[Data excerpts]
------------------------------------------------

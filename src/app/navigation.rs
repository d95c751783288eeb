#[derive(Debug, Clone, Copy, PartialEq, Eq)]
pub enum Route {
    NotesList,
    ViewNote { note_id: i64 },
    EditNote { note_id: i64 },
}

#[derive(Debug, Clone, Copy, PartialEq, Eq)]
pub enum RouteKind {
    NotesList,
    ViewNote,
    EditNote,
}

impl Route {
    pub fn kind(&self) -> RouteKind {
        match self {
            Route::NotesList => RouteKind::NotesList,
            Route::ViewNote { .. } => RouteKind::ViewNote,
            Route::EditNote { .. } => RouteKind::EditNote,
        }
    }
}

#[derive(Debug, Clone, Copy, PartialEq, Eq, Default)]
pub struct NavOptions {
    /// Pop entries above the most recent entry of this kind before pushing.
    pub pop_up_to: Option<RouteKind>,
    /// Also pop the matched entry itself.
    pub inclusive: bool,
}

impl NavOptions {
    pub fn push() -> Self {
        Self::default()
    }

    /// Replace everything from the last `kind` entry upwards.
    pub fn clear_to(kind: RouteKind) -> Self {
        Self {
            pop_up_to: Some(kind),
            inclusive: true,
        }
    }
}

#[derive(Debug, Clone)]
pub struct NavStack {
    entries: Vec<Route>,
}

impl NavStack {
    pub fn new(root: Route) -> Self {
        Self {
            entries: vec![root],
        }
    }

    pub fn current(&self) -> Route {
        *self.entries.last().unwrap_or(&Route::NotesList)
    }

    pub fn entries(&self) -> &[Route] {
        &self.entries
    }

    pub fn navigate(&mut self, route: Route, options: NavOptions) {
        if let Some(kind) = options.pop_up_to {
            if let Some(idx) = self.entries.iter().rposition(|entry| entry.kind() == kind) {
                let keep = if options.inclusive { idx } else { idx + 1 };
                self.entries.truncate(keep);
            }
        }
        tracing::debug!(?route, depth = self.entries.len(), "navigating");
        self.entries.push(route);
    }

    /// Returns false when already at the root.
    pub fn back(&mut self) -> bool {
        if self.entries.len() <= 1 {
            return false;
        }
        self.entries.pop();
        true
    }
}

------------------------------------------------

WHAT IS NEEDED
Return all the data above once more, precisely as given.

RESPONSE TO THIS TASK
filename src/app/navigation.rs
repository d95c751783288eeb
#[derive(Debug, Clone, Copy, PartialEq, Eq)]
pub enum Route {
    NotesList,
    ViewNote { note_id: i64 },
    EditNote { note_id: i64 },
}

#[derive(Debug, Clone, Copy, PartialEq, Eq)]
pub enum RouteKind {
    NotesList,
    ViewNote,
    EditNote,
}

impl Route {
    pub fn kind(&self) -> RouteKind {
        match self {
            Route::NotesList => RouteKind::NotesList,
            Route::ViewNote { .. } => RouteKind::ViewNote,
            Route::EditNote { .. } => RouteKind::EditNote,
        }
    }
}

#[derive(Debug, Clone, Copy, PartialEq, Eq, Default)]
pub struct NavOptions {
    /// Pop entries above the most recent entry of this kind before pushing.
    pub pop_up_to: Option<RouteKind>,
    /// Also pop the matched entry itself.
    pub inclusive: bool,
}

impl NavOptions {
    pub fn push() -> Self {
        Self::default()
    }

    /// Replace everything from the last `kind` entry upwards.
    pub fn clear_to(kind: RouteKind) -> Self {
        Self {
            pop_up_to: Some(kind),
            inclusive: true,
        }
    }
}

#[derive(Debug, Clone)]
pub struct NavStack {
    entries: Vec<Route>,
}

impl NavStack {
    pub fn new(root: Route) -> Self {
        Self {
            entries: vec![root],
        }
    }

    pub fn current(&self) -> Route {
        *self.entries.last().unwrap_or(&Route::NotesList)
    }

    pub fn entries(&self) -> &[Route] {
        &self.entries
    }

    pub fn navigate(&mut self, route: Route, options: NavOptions) {
        if let Some(kind) = options.pop_up_to {
            if let Some(idx) = self.entries.iter().rposition(|entry| entry.kind() == kind) {
                let keep = if options.inclusive { idx } else { idx + 1 };
                self.entries.truncate(keep);
            }
        }
        tracing::debug!(?route, depth = self.entries.len(), "navigating");
        self.entries.push(route);
    }

    /// Returns false when already at the root.
    pub fn back(&mut self) -> bool {
        if self.entries.len() <= 1 {
            return false;
        }
        self.entries.pop();
        true
    }
}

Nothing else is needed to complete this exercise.